El conocimiento de Dios es evidentemente para los exegetas patrísticos sinónimo de salvación. El conocimiento de Dios que concede la fe y asciende por el amor tiene como finalidad el conocimiento de la Escritura, no sólo leída, sino también meditada y contemplada por el cristiano, que no se contenta con simples ideas, sino que busca el penetrar en el misterio del Hijo de Dios, y trata de hacerse semejante a Él interiorizando las páginas sagradas de la Biblia. Este tema tiene para los escritores de la edad patrística dos fundamentos principales en la Escritura. El primero se encuentra en el Génesis, donde se lee que el hombre fue creado a imagen y semejanza de Dios (cf. Gn 2, 26). Este texto sirve a la mayoría de los comentaristas paleocristianos para indicar que el hombre todavía no posee el parecido pleno que una imagen exige. El segundo de los textos, también veterotestamentario es el mandato a Moisés de marchar por el camino de Dios y obedecer sus mandatos.

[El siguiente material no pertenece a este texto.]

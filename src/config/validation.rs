//! Configuration validation.
//!
//! # Responsibilities
//! - Semantic validation (serde handles syntactic)
//! - Check that every endpoint compiles: tokens, pattern, constraints,
//!   methods, hosts and media types
//! - Validate addresses and detect duplicate endpoint names
//!
//! # Design Decisions
//! - Returns all validation errors, not just first
//! - Validation is pure function: RouterConfig → Result<(), Vec<ValidationError>>
//! - Runs before config is accepted into the system

use std::collections::HashSet;
use std::net::SocketAddr;

use thiserror::Error;

use crate::config::schema::RouterConfig;
use crate::routing::constraints::{ConstraintError, ConstraintRegistry};
use crate::routing::pattern::tokens::TokenError;
use crate::routing::pattern::{ExplicitValueError, PatternError};
use crate::routing::policy::{HostPatternError, MediaTypeError};

#[derive(Debug, Error)]
pub enum ValidationError {
    #[error("{field} '{value}' is not a valid socket address")]
    InvalidAddress { field: &'static str, value: String },

    #[error("admin.api_key must not be empty when the admin API is enabled")]
    EmptyApiKey,

    #[error("endpoint #{0} has an empty name")]
    EmptyName(usize),

    #[error("endpoint name '{0}' is used more than once")]
    DuplicateName(String),

    #[error("endpoint '{endpoint}': {source}")]
    Token {
        endpoint: String,
        #[source]
        source: TokenError,
    },

    #[error("endpoint '{endpoint}': {source}")]
    Pattern {
        endpoint: String,
        #[source]
        source: PatternError,
    },

    #[error("endpoint '{endpoint}': {source}")]
    ExplicitValue {
        endpoint: String,
        #[source]
        source: ExplicitValueError,
    },

    #[error("endpoint '{endpoint}': parameter '{parameter}': {source}")]
    Constraint {
        endpoint: String,
        parameter: String,
        #[source]
        source: ConstraintError,
    },

    #[error("endpoint '{endpoint}': invalid HTTP method '{method}'")]
    InvalidMethod { endpoint: String, method: String },

    #[error("endpoint '{endpoint}': {source}")]
    Host {
        endpoint: String,
        #[source]
        source: HostPatternError,
    },

    #[error("endpoint '{endpoint}': {source}")]
    MediaType {
        endpoint: String,
        #[source]
        source: MediaTypeError,
    },
}

/// Validates with the built-in constraints.
pub fn validate_config(config: &RouterConfig) -> Result<(), Vec<ValidationError>> {
    validate_with(config, &ConstraintRegistry::default())
}

/// Validates against a custom constraint registry.
pub fn validate_with(config: &RouterConfig, registry: &ConstraintRegistry) -> Result<(), Vec<ValidationError>> {
    let mut errors = Vec::new();

    check_address(&mut errors, "listener.bind_address", &config.listener.bind_address);
    if config.observability.metrics_enabled {
        check_address(&mut errors, "observability.metrics_address", &config.observability.metrics_address);
    }
    if config.admin.enabled {
        check_address(&mut errors, "admin.bind_address", &config.admin.bind_address);
        if config.admin.api_key.trim().is_empty() {
            errors.push(ValidationError::EmptyApiKey);
        }
    }

    let mut seen = HashSet::new();
    for (index, endpoint) in config.endpoints.iter().enumerate() {
        if endpoint.name.trim().is_empty() {
            errors.push(ValidationError::EmptyName(index));
        } else if !seen.insert(endpoint.name.as_str()) {
            errors.push(ValidationError::DuplicateName(endpoint.name.clone()));
        }

        let built = match endpoint.to_endpoint(&config.tokens) {
            Ok(built) => built,
            Err(e) => {
                errors.push(e);
                continue;
            }
        };

        let pattern = built.pattern();
        let references = pattern
            .parameters()
            .flat_map(|p| p.constraints.iter().map(move |reference| (p.name.as_str(), reference)))
            .chain(pattern.extra_constraints());
        for (parameter, reference) in references {
            if let Err(source) = registry.resolve(reference) {
                errors.push(ValidationError::Constraint {
                    endpoint: endpoint.name.clone(),
                    parameter: parameter.to_string(),
                    source,
                });
            }
        }
    }

    if errors.is_empty() {
        Ok(())
    } else {
        Err(errors)
    }
}

fn check_address(errors: &mut Vec<ValidationError>, field: &'static str, value: &str) {
    if value.parse::<SocketAddr>().is_err() {
        errors.push(ValidationError::InvalidAddress {
            field,
            value: value.to_string(),
        });
    }
}

#[cfg(test)]
mod tests {
    use super::*;
    use crate::config::schema::EndpointConfig;

    fn endpoint(name: &str, pattern: &str) -> EndpointConfig {
        EndpointConfig {
            name: name.to_string(),
            pattern: pattern.to_string(),
            order: 0,
            methods: Vec::new(),
            hosts: Vec::new(),
            consumes: Vec::new(),
            tokens: Default::default(),
            defaults: Default::default(),
            constraints: Default::default(),
        }
    }

    #[test]
    fn test_valid_config() {
        let mut config = RouterConfig::default();
        config.endpoints.push(endpoint("users", "users/{id:int}"));
        assert!(validate_config(&config).is_ok());
    }

    #[test]
    fn test_collects_every_error() {
        let mut config = RouterConfig::default();
        config.listener.bind_address = "nowhere".to_string();
        config.endpoints.push(endpoint("a", "a"));
        config.endpoints.push(endpoint("a", "b"));
        config.endpoints.push(endpoint("bad-pattern", "x/{"));
        config.endpoints.push(endpoint("bad-constraint", "x/{id:nope}"));
        config.endpoints.push(endpoint("bad-token", "[missing]/x"));
        let mut bad_method = endpoint("bad-method", "m");
        bad_method.methods.push("NOT A VERB".to_string());
        config.endpoints.push(bad_method);

        let errors = validate_config(&config).unwrap_err();
        assert_eq!(errors.len(), 6, "{:?}", errors);
        assert!(matches!(errors[0], ValidationError::InvalidAddress { .. }));
        assert!(matches!(&errors[1], ValidationError::DuplicateName(name) if name == "a"));
        assert!(matches!(errors[2], ValidationError::Pattern { .. }));
        assert!(matches!(errors[3], ValidationError::Constraint { .. }));
        assert!(matches!(errors[4], ValidationError::Token { .. }));
        assert!(matches!(errors[5], ValidationError::InvalidMethod { .. }));
    }

    #[test]
    fn test_explicit_values_are_checked() {
        let mut config = RouterConfig::default();
        let mut conflicting = endpoint("conflict", "page/{n=1}");
        conflicting.defaults.insert("n".to_string(), "2".to_string());
        config.endpoints.push(conflicting);
        let mut unknown = endpoint("unknown", "page/{n}");
        unknown.constraints.insert("tenant".to_string(), "nope".to_string());
        config.endpoints.push(unknown);

        let errors = validate_config(&config).unwrap_err();
        assert_eq!(errors.len(), 2, "{:?}", errors);
        assert!(matches!(errors[0], ValidationError::ExplicitValue { .. }));
        assert!(matches!(&errors[1], ValidationError::Constraint { parameter, .. } if parameter == "tenant"));
    }

    #[test]
    fn test_custom_registry() {
        let mut config = RouterConfig::default();
        config.endpoints.push(endpoint("slug", "posts/{slug:slug}"));
        assert!(validate_config(&config).is_err());

        let mut registry = ConstraintRegistry::default();
        registry.register("slug", |_| {
            Ok(std::sync::Arc::new(|value: &str| value.chars().all(|c| c.is_ascii_alphanumeric() || c == '-'))
                as std::sync::Arc<dyn crate::routing::constraints::ParameterPolicy>)
        });
        assert!(validate_with(&config, &registry).is_ok());
    }
}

Con este inicio –la imagen de Dios– y esta meta –la perfecta semejanza–, se desenvuelve todo el camino moral de los Padres de la Iglesia, y la importancia que las Escrituras asumen en el acompañamiento del itinerario del fiel cristiano: el camino que conduce desde el inicio hasta el término es el de la Sabiduría y el de la Palabra de Dios.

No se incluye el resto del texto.